The following irregularities and the totality of the following circumstances surrounding the alleged birth of Karen are sufficient to overthrow the presumption of regularity attached to respondent’s birth certificate: (a) Karen’s birth certificate clearly shows that it was tampered specifically on the entries pertaining to the date of birth of respondent and the name of the informant; (b)  The NSO officer further confirmed, in open court, that the entries on the date of birth and the signature of the informant are alterations on the birth certificate which rendered the document questionable; (c) Karen did not offer any evidence to explain such irregularities on her own birth certificate; (d) the testimony of Carrie’s former employer that she never filed any maternity leave during her service.

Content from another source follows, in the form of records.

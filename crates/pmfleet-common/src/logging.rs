//! ---
//! ems_section: "01-core-functionality"
//! ems_subsection: "module"
//! ems_type: "source"
//! ems_scope: "code"
//! ems_description: "Tracing subscriber setup for the fleet daemon."
//! ems_version: "v0.0.0-prealpha"
//! ems_owner: "tbd"
//! ---
use anyhow::{Context, Result};
use once_cell::sync::OnceCell;
use serde::{Deserialize, Serialize};
use tracing::{info, warn};
use tracing_appender::non_blocking::WorkerGuard;
use tracing_appender::rolling::daily;
use tracing_subscriber::filter::EnvFilter;
use tracing_subscriber::fmt;
use tracing_subscriber::layer::{Layer, SubscriberExt};
use tracing_subscriber::util::SubscriberInitExt;

use crate::config::LoggingConfig;

pub const LOG_ENV: &str = "PMFLEET_LOG";
pub const DEFAULT_DIRECTIVE: &str = "info";

static GUARDS: OnceCell<(WorkerGuard, WorkerGuard)> = OnceCell::new();

#[derive(Debug, Clone, Copy, Serialize, Deserialize, PartialEq, Eq, Default)]
#[serde(rename_all = "kebab-case")]
pub enum LogFormat {
    #[default]
    StructuredJson,
    Pretty,
}

/// Where the active filter came from.
#[derive(Debug, Clone, Copy, PartialEq, Eq)]
pub enum DirectiveSource {
    Pmfleet,
    RustLog,
    Default,
}

/// Filter directive chosen at startup, plus any candidate that failed to parse.
#[derive(Debug, Clone, PartialEq, Eq)]
pub struct DirectiveChoice {
    pub directive: String,
    pub source: DirectiveSource,
    pub rejected: Vec<(DirectiveSource, String)>,
}

/// First parsable, non-blank directive out of `PMFLEET_LOG` then `RUST_LOG`,
/// else [`DEFAULT_DIRECTIVE`].
pub fn choose_directive(pmfleet: Option<&str>, rust_log: Option<&str>) -> DirectiveChoice {
    let mut rejected = Vec::new();
    let candidates = [
        (DirectiveSource::Pmfleet, pmfleet),
        (DirectiveSource::RustLog, rust_log),
    ];
    for (source, raw) in candidates {
        let Some(raw) = raw.map(str::trim).filter(|raw| !raw.is_empty()) else {
            continue;
        };
        if EnvFilter::try_new(raw).is_ok() {
            return DirectiveChoice {
                directive: raw.to_owned(),
                source,
                rejected,
            };
        }
        rejected.push((source, raw.to_owned()));
    }
    DirectiveChoice {
        directive: DEFAULT_DIRECTIVE.to_owned(),
        source: DirectiveSource::Default,
        rejected,
    }
}

/// `<prefix>.log`, where the prefix defaults to the service name.
pub fn log_file_name(service_name: &str, config: &LoggingConfig) -> String {
    let prefix = config.file_prefix.as_deref().unwrap_or(service_name);
    format!("{prefix}.log")
}

/// Install the global subscriber: stdout in `config.format` and a daily
/// JSON file under `config.directory`. A second call keeps the first
/// subscriber.
pub fn init_tracing(service_name: &str, config: &LoggingConfig) -> Result<()> {
    std::fs::create_dir_all(&config.directory).with_context(|| {
        format!("failed to create log directory {}", config.directory.display())
    })?;

    let choice = choose_directive(
        std::env::var(LOG_ENV).ok().as_deref(),
        std::env::var("RUST_LOG").ok().as_deref(),
    );
    let filter = EnvFilter::try_new(&choice.directive)
        .unwrap_or_else(|_| EnvFilter::new(DEFAULT_DIRECTIVE));

    let file_appender = daily(&config.directory, log_file_name(service_name, config));
    let (file_writer, file_guard) = tracing_appender::non_blocking(file_appender);
    let (stdout_writer, stdout_guard) = tracing_appender::non_blocking(std::io::stdout());
    let _ = GUARDS.set((file_guard, stdout_guard));

    let timer = fmt::time::UtcTime::rfc_3339();
    let stdout_layer = match config.format {
        LogFormat::StructuredJson => fmt::layer()
            .with_target(false)
            .with_timer(timer.clone())
            .json()
            .with_writer(stdout_writer)
            .boxed(),
        LogFormat::Pretty => fmt::layer()
            .with_timer(timer.clone())
            .with_writer(stdout_writer)
            .boxed(),
    };
    let file_layer = fmt::layer()
        .with_timer(timer)
        .json()
        .with_writer(file_writer)
        .boxed();

    if tracing_subscriber::registry()
        .with(filter)
        .with(stdout_layer)
        .with(file_layer)
        .try_init()
        .is_err()
    {
        return Ok(());
    }

    for (source, directive) in &choice.rejected {
        warn!(?source, %directive, "ignoring unparsable log directive");
    }
    info!(
        service = %service_name,
        directive = %choice.directive,
        source = ?choice.source,
        log_dir = %config.directory.display(),
        "tracing initialised"
    );
    Ok(())
}

#[cfg(test)]
mod tests {
    use super::*;

    #[test]
    fn pmfleet_directive_wins_over_rust_log() {
        let choice = choose_directive(Some("debug,pmfleet_sim=trace"), Some("warn"));
        assert_eq!(choice.directive, "debug,pmfleet_sim=trace");
        assert_eq!(choice.source, DirectiveSource::Pmfleet);
        assert!(choice.rejected.is_empty());
    }

    #[test]
    fn blank_and_invalid_directives_fall_through() {
        let choice = choose_directive(Some("   "), Some("pmfleet_meter=loud"));
        assert_eq!(choice.directive, DEFAULT_DIRECTIVE);
        assert_eq!(choice.source, DirectiveSource::Default);
        assert_eq!(
            choice.rejected,
            vec![(DirectiveSource::RustLog, "pmfleet_meter=loud".to_owned())]
        );

        let choice = choose_directive(Some("pmfleet_meter=loud"), Some("warn"));
        assert_eq!(choice.source, DirectiveSource::RustLog);
        assert_eq!(choice.rejected.len(), 1);
    }

    #[test]
    fn file_name_uses_prefix_or_service() {
        let mut config = LoggingConfig::default();
        assert_eq!(log_file_name("pmfleetd", &config), "pmfleetd.log");
        config.file_prefix = Some("site-a".into());
        assert_eq!(log_file_name("pmfleetd", &config), "site-a.log");
    }
}
//! ---
//! ems_section: "11-simulation"
//! ems_subsection: "module"
//! ems_type: "source"
//! ems_scope: "code"
//! ems_description: "Seeded holding-register windows served by the simulator."
//! ems_version: "v0.0.0-prealpha"
//! ems_owner: "tbd"
//! ---
use bytes::Bytes;

/// One contiguous block of holding registers.
#[derive(Debug, Clone, PartialEq, Eq)]
pub struct RegisterWindow {
    pub start: u16,
    words: Vec<u16>,
}

impl RegisterWindow {
    pub fn new(start: u16, words: Vec<u16>) -> Self {
        Self { start, words }
    }

    pub fn len(&self) -> u16 {
        u16::try_from(self.words.len()).unwrap_or(u16::MAX)
    }

    pub fn is_empty(&self) -> bool {
        self.words.is_empty()
    }

    pub fn contains(&self, address: u16) -> bool {
        address >= self.start && usize::from(address - self.start) < self.words.len()
    }

    /// Whether `quantity` registers from `address` fit inside this window.
    pub fn covers(&self, address: u16, quantity: u16) -> bool {
        quantity > 0
            && self.contains(address)
            && usize::from(address - self.start) + usize::from(quantity) <= self.words.len()
    }

    /// Big-endian bytes for `quantity` registers starting at `address`.
    /// Callers check [`covers`](Self::covers) first.
    pub fn slice(&self, address: u16, quantity: u16) -> Bytes {
        let from = usize::from(address - self.start);
        let to = from + usize::from(quantity);
        let mut out = Vec::with_capacity(usize::from(quantity) * 2);
        for word in &self.words[from..to] {
            out.extend_from_slice(&word.to_be_bytes());
        }
        Bytes::from(out)
    }

    pub fn get(&self, address: u16) -> Option<u16> {
        if self.contains(address) {
            Some(self.words[usize::from(address - self.start)])
        } else {
            None
        }
    }

    pub fn set(&mut self, address: u16, raw: u16) -> bool {
        if !self.contains(address) {
            return false;
        }
        self.words[usize::from(address - self.start)] = raw;
        true
    }
}

/// Line voltages V12..V31 and phase currents I1..I3.
pub const INSTANT_START: u16 = 257;
pub const INSTANT_DEFAULTS: [u16; 6] = [6888, 6890, 6853, 3457, 3524, 3469];

/// Power factors L1..L3, the unused register 275, then real, reactive and
/// apparent power.
pub const POWER_START: u16 = 272;
pub const POWER_DEFAULTS: [u16; 7] = [9989, 9989, 9984, 0, 6034, 6036, 1160];

/// Harmonic distortion.
pub const THD_START: u16 = 296;
pub const THD_DEFAULTS: [u16; 6] = [17, 19, 16, 30, 39, 38];

pub fn seeded_windows() -> Vec<RegisterWindow> {
    vec![
        RegisterWindow::new(INSTANT_START, INSTANT_DEFAULTS.to_vec()),
        RegisterWindow::new(POWER_START, POWER_DEFAULTS.to_vec()),
        RegisterWindow::new(THD_START, THD_DEFAULTS.to_vec()),
    ]
}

It must be born in mind that the mere registration of a child in his or her birth certificate as the child of the supposed parents is not a valid adoption, does not confer upon the child the status of an adopted child and the legal rights of such child, and even amounts to simulation of the child’s birth or falsification of his or her birth certificate, which is a public document.

Furthermore, it is well-settled that a record of birth is merely a prima facie evidence of the facts contained therein. It is not conclusive evidence of the truthfulness of the statements made there by the interested parties.

Q: Can Karen therefore inherit?

A: No, since she is not the child at all of the deceased.

(Source: Geronimo vs. Santos, G.R. No. 197099, September 28, 2015)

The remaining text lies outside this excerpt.